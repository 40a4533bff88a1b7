//! Root generation benchmarks.

use std::f64::consts::TAU;

use criterion::{black_box, criterion_group, criterion_main, Criterion};
use rootgen::{generate_root, LandmarkPoints, RootSettings};
use rootgen_math::Point3;
use rootgen_mesh::PolyMesh;

/// Open dome of `rings` rings with `n` points each around a centre point.
fn dome(n: u32, rings: u32) -> PolyMesh {
    let mut points = vec![Point3::new(0.0, 0.0, 4.0)];
    for k in 1..=rings {
        let r = 3.0 * k as f64 / rings as f64;
        let z = 4.0 - 3.0 * (k * k) as f64 / (rings * rings) as f64;
        for i in 0..n {
            let a = TAU * i as f64 / n as f64;
            points.push(Point3::new(r * a.cos(), r * a.sin(), z));
        }
    }
    let mut faces: Vec<Vec<u32>> = (0..n).map(|i| vec![0, 1 + i, 1 + (i + 1) % n]).collect();
    for k in 0..rings - 1 {
        let base = 1 + k * n;
        for i in 0..n {
            let a = base + i;
            let b = base + (i + 1) % n;
            faces.push(vec![a, a + n, b]);
            faces.push(vec![b, a + n, b + n]);
        }
    }
    PolyMesh::from_faces(points, faces)
}

fn landmarks() -> LandmarkPoints {
    LandmarkPoints {
        bottom: Point3::new(0.0, 0.0, -8.0),
        top: Point3::new(0.0, 0.0, 3.0),
        radius_ref: Point3::new(1.5, 0.0, -8.0),
    }
}

fn bench_small_crown(c: &mut Criterion) {
    let crown = dome(32, 8);
    let settings = RootSettings::default();
    c.bench_function("generate_root_small", |b| {
        b.iter(|| generate_root(black_box(&crown), &landmarks(), &settings))
    });
}

fn bench_dense_crown(c: &mut Criterion) {
    let crown = dome(256, 64);
    let settings = RootSettings::default();
    c.bench_function("generate_root_dense", |b| {
        b.iter(|| generate_root(black_box(&crown), &landmarks(), &settings))
    });
}

criterion_group!(benches, bench_small_crown, bench_dense_crown);
criterion_main!(benches);
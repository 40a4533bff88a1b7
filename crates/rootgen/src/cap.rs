//! Circular cap at the root tip.

use std::f64::consts::TAU;

use log::debug;
use serde::{Deserialize, Serialize};

use rootgen_math::Point3;
use rootgen_mesh::PolyMesh;

use crate::error::{Result, RootError};
use crate::frame::RootFrame;

/// Geometry emitted for the cap.
#[derive(Debug, Clone, Copy, Default, PartialEq, Eq, Serialize, Deserialize)]
#[serde(rename_all = "snake_case")]
pub enum CapStyle {
    /// Ring points and ring lines only.
    #[default]
    Ring,
    /// Ring plus a triangle fan around an explicit apex at the cap centre.
    Disc,
}

/// A generated cap circle.
#[derive(Debug, Clone, PartialEq)]
pub struct Cap {
    /// Ring points occupy ids `0..resolution`; a disc apex follows them.
    pub mesh: PolyMesh,
    /// Cap centre in world space.
    pub center: Point3,
    /// Id of the fan apex, set for [`CapStyle::Disc`].
    pub apex_index: Option<u32>,
    /// Number of ring points.
    pub resolution: usize,
}

impl Cap {
    /// The ring points in order, without the apex.
    pub fn ring(&self) -> &[Point3] {
        &self.mesh.points[..self.resolution]
    }
}

/// Build a circle of `frame.radius` with `resolution` points, centred on
/// the cap centre and lying in the plane normal to the axis.
pub fn create_circle(frame: &RootFrame, resolution: usize, style: CapStyle) -> Result<Cap> {
    if resolution < 3 {
        return Err(RootError::ResolutionMismatch {
            cap: resolution,
            boundary: resolution,
        });
    }

    let r = frame.radius;
    let mut points: Vec<Point3> = (0..resolution)
        .map(|i| {
            let angle = TAU * i as f64 / resolution as f64;
            Point3::new(r * angle.cos(), r * angle.sin(), 0.0)
        })
        .collect();
    let n = resolution as u32;
    let lines = (0..n).map(|i| [i, (i + 1) % n]).collect();

    let (faces, apex_index) = match style {
        CapStyle::Ring => (Vec::new(), None),
        CapStyle::Disc => {
            points.push(Point3::origin());
            let apex = n;
            let fan = (0..n).map(|i| vec![apex, i, (i + 1) % n]).collect();
            (fan, Some(apex))
        }
    };

    let local = PolyMesh {
        points,
        faces,
        lines,
    };
    let mesh = local.transformed(&frame.cap_transform());
    debug!(
        "cap: {} points at ({:.3}, {:.3}, {:.3}), style {:?}",
        resolution, frame.cap_center.x, frame.cap_center.y, frame.cap_center.z, style
    );

    Ok(Cap {
        mesh,
        center: frame.cap_center,
        apex_index,
        resolution,
    })
}

/// Fail unless the cap has exactly one point per boundary ring point.
pub fn ensure_resolution(cap: &Cap, boundary_len: usize) -> Result<()> {
    if cap.resolution == boundary_len && cap.ring().len() == boundary_len {
        Ok(())
    } else {
        Err(RootError::ResolutionMismatch {
            cap: cap.resolution,
            boundary: boundary_len,
        })
    }
}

..........

Output exactly the lines between the one containing "if cap.resolution == boundary_len" and the final line above, both inclusive.

Task solution.
    if cap.resolution == boundary_len && cap.ring().len() == boundary_len {
        Ok(())
    } else {
        Err(RootError::ResolutionMismatch {
            cap: cap.resolution,
            boundary: boundary_len,
        })
    }
}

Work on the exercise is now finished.